September may signify that the finals have started, but it also means we’re in the thick of awards season.

While the Dally Ms are still a couple of weeks away, seven clubs have already named their player of the year:

Canterbury Bulldogs: David Klemmer
Gold Coast Titans: Ryan James
Manly Sea Eagles: Jake Trbojevic
Newcastle Knights: Kalyn Ponga
New Zealand Warriors: Roger Tuivasa-Sheck
Parramatta Eels: Daniel Alvaro
Wests Tigers: Luke Brooks

The Cowboys are set to have their event this coming week, while – perhaps as an indication of their intentions for 2018 – the Sharks, Panthers, Storm and Broncos will all hold their night of nights in October, with the Roosters and Dragons set to choose a date after their finals campaigns end.

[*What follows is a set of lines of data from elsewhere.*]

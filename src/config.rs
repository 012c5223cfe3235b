use std::env;
use std::time::Duration;

const DEFAULT_HOST: &str = "0.0.0.0";
const DEFAULT_PORT: u16 = 8080;
const DEFAULT_OPENAI_API_BASE: &str = "https://api.openai.com/v1";
const DEFAULT_OPENAI_MODEL: &str = "gpt-4o-mini";
const DEFAULT_REQUEST_TIMEOUT_SECS: u64 = 60;

/// 로그 출력 형식
#[derive(Debug, Clone, Copy, PartialEq, Eq)]
pub enum LogFormat {
    Json,
    Pretty,
}

/// 애플리케이션 설정
#[derive(Debug, Clone)]
pub struct AppConfig {
    pub server_host: String,
    pub server_port: u16,

    // AI Service
    pub openai_api_key: String,
    /// 업스트림 API 기본 URL (라우트 경로가 아님)
    pub openai_api_base: String,
    pub openai_model: String,

    pub request_timeout: Duration,
    pub log_format: LogFormat,
}

impl AppConfig {
    /// 환경 변수에서 설정 로드
    pub fn from_env() -> Result<Self, ConfigError> {
        Self::from_source(|key| env::var(key).ok())
    }

    /// 임의의 키-값 소스에서 설정 로드
    pub fn from_source<F>(get: F) -> Result<Self, ConfigError>
    where
        F: Fn(&str) -> Option<String>,
    {
        let server_host = get("SERVER_HOST").unwrap_or_else(|| DEFAULT_HOST.to_string());

        let server_port = match get("SERVER_PORT") {
            Some(raw) => raw
                .trim()
                .parse()
                .map_err(|_| ConfigError::InvalidPort(raw))?,
            None => DEFAULT_PORT,
        };

        let openai_api_key = get("OPENAI_API_KEY")
            .filter(|key| !key.trim().is_empty())
            .ok_or(ConfigError::MissingApiKey)?;

        let openai_api_base = get("OPENAI_API_BASE")
            .unwrap_or_else(|| DEFAULT_OPENAI_API_BASE.to_string())
            .trim_end_matches('/')
            .to_string();

        let openai_model =
            get("OPENAI_MODEL").unwrap_or_else(|| DEFAULT_OPENAI_MODEL.to_string());

        let request_timeout_secs = match get("REQUEST_TIMEOUT_SECS") {
            Some(raw) => raw
                .trim()
                .parse::<u64>()
                .ok()
                .filter(|secs| *secs > 0)
                .ok_or(ConfigError::InvalidTimeout(raw))?,
            None => DEFAULT_REQUEST_TIMEOUT_SECS,
        };

        let log_format = match get("LOG_FORMAT").as_deref().map(str::to_lowercase) {
            None => LogFormat::Json,
            Some(format) if format == "json" => LogFormat::Json,
            Some(format) if format == "pretty" => LogFormat::Pretty,
            Some(other) => return Err(ConfigError::InvalidLogFormat(other)),
        };

        Ok(Self {
            server_host,
            server_port,
            openai_api_key,
            openai_api_base,
            openai_model,
            request_timeout: Duration::from_secs(request_timeout_secs),
            log_format,
        })
    }

    pub fn bind_address(&self) -> String {
        format!("{}:{}", self.server_host, self.server_port)
    }
}

#[derive(Debug, thiserror::Error)]
pub enum ConfigError {
    #[error("OPENAI_API_KEY environment variable is required")]
    MissingApiKey,
    #[error("Invalid port number: {0}")]
    InvalidPort(String),
    #[error("Invalid request timeout: {0}")]
    InvalidTimeout(String),
    #[error("Invalid log format (expected json or pretty): {0}")]
    InvalidLogFormat(String),
}

#[cfg(test)]
mod tests {
    use super::*;
    use std::collections::HashMap;

    fn source(pairs: &[(&str, &str)]) -> impl Fn(&str) -> Option<String> {
        let map: HashMap<String, String> = pairs
            .iter()
            .map(|(k, v)| (k.to_string(), v.to_string()))
            .collect();
        move |key| map.get(key).cloned()
    }

    #[test]
    fn should_apply_defaults() {
        let config = AppConfig::from_source(source(&[("OPENAI_API_KEY", "sk-test")])).unwrap();

        assert_eq!(config.server_host, "0.0.0.0");
        assert_eq!(config.server_port, 8080);
        assert_eq!(config.openai_api_base, "https://api.openai.com/v1");
        assert_eq!(config.openai_model, "gpt-4o-mini");
        assert_eq!(config.request_timeout, Duration::from_secs(60));
        assert_eq!(config.log_format, LogFormat::Json);
        assert_eq!(config.bind_address(), "0.0.0.0:8080");
    }

    #[test]
    fn should_read_overrides() {
        let config = AppConfig::from_source(source(&[
            ("OPENAI_API_KEY", "sk-test"),
            ("SERVER_HOST", "127.0.0.1"),
            ("SERVER_PORT", "3000"),
            ("OPENAI_API_BASE", "http://localhost:11434/v1/"),
            ("OPENAI_MODEL", "gpt-4o"),
            ("REQUEST_TIMEOUT_SECS", "15"),
            ("LOG_FORMAT", "Pretty"),
        ]))
        .unwrap();

        assert_eq!(config.bind_address(), "127.0.0.1:3000");
        assert_eq!(config.openai_api_base, "http://localhost:11434/v1");
        assert_eq!(config.openai_model, "gpt-4o");
        assert_eq!(config.request_timeout, Duration::from_secs(15));
        assert_eq!(config.log_format, LogFormat::Pretty);
    }

    #[test]
    fn should_fail_without_api_key() {
        let result = AppConfig::from_source(source(&[]));
        assert!(matches!(result, Err(ConfigError::MissingApiKey)));

        let result = AppConfig::from_source(source(&[("OPENAI_API_KEY", "  ")]));
        assert!(matches!(result, Err(ConfigError::MissingApiKey)));
    }

    #[test]
    fn should_reject_invalid_port() {
        let result = AppConfig::from_source(source(&[
            ("OPENAI_API_KEY", "sk-test"),
            ("SERVER_PORT", "eighty"),
        ]));

        assert!(matches!(result, Err(ConfigError::InvalidPort(p)) if p == "eighty"));
    }

    #[test]
    fn should_reject_zero_timeout() {
        let result = AppConfig::from_source(source(&[
            ("OPENAI_API_KEY", "sk-test"),
            ("REQUEST_TIMEOUT_SECS", "0"),
        ]));

        assert!(matches!(result, Err(ConfigError::InvalidTimeout(_))));
    }

    #[test]
    fn should_reject_unknown_log_format() {
        let result = AppConfig::from_source(source(&[
            ("OPENAI_API_KEY", "sk-test"),
            ("LOG_FORMAT", "xml"),
        ]));

        assert!(matches!(result, Err(ConfigError::InvalidLogFormat(_))));
    }
}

In a piece of horrible scheduling, the Raiders’ awards night will be held this Tuesday, which is the same evening the RLPA Player of the Year awards will be announced, at a ceremony in Sydney.

The five finalists for the top gong, The Players’ Champion, are Damien Cook, Valentine Holmes, Cameron Munster, Kalyn Ponga and Roger Tuivasa-Sheck.

As the RLPA noted in announcing the finalists, “With Holmes, Ponga and Tuivasa-Sheck all donning the number one jersey throughout the season, it’s clear that RLPA members acknowledge fullback as one of the most important positions on the field.”

Of course, Cook and Munster play in the all-important positions of hooker and five-eighth respectively. And it appears a ‘spine’ player will also be named the Dally M Player of the Year, with most bookmakers listing Tuivasa-Sheck as the favourite ahead of Cook, Ponga, Holmes and Luke Brooks.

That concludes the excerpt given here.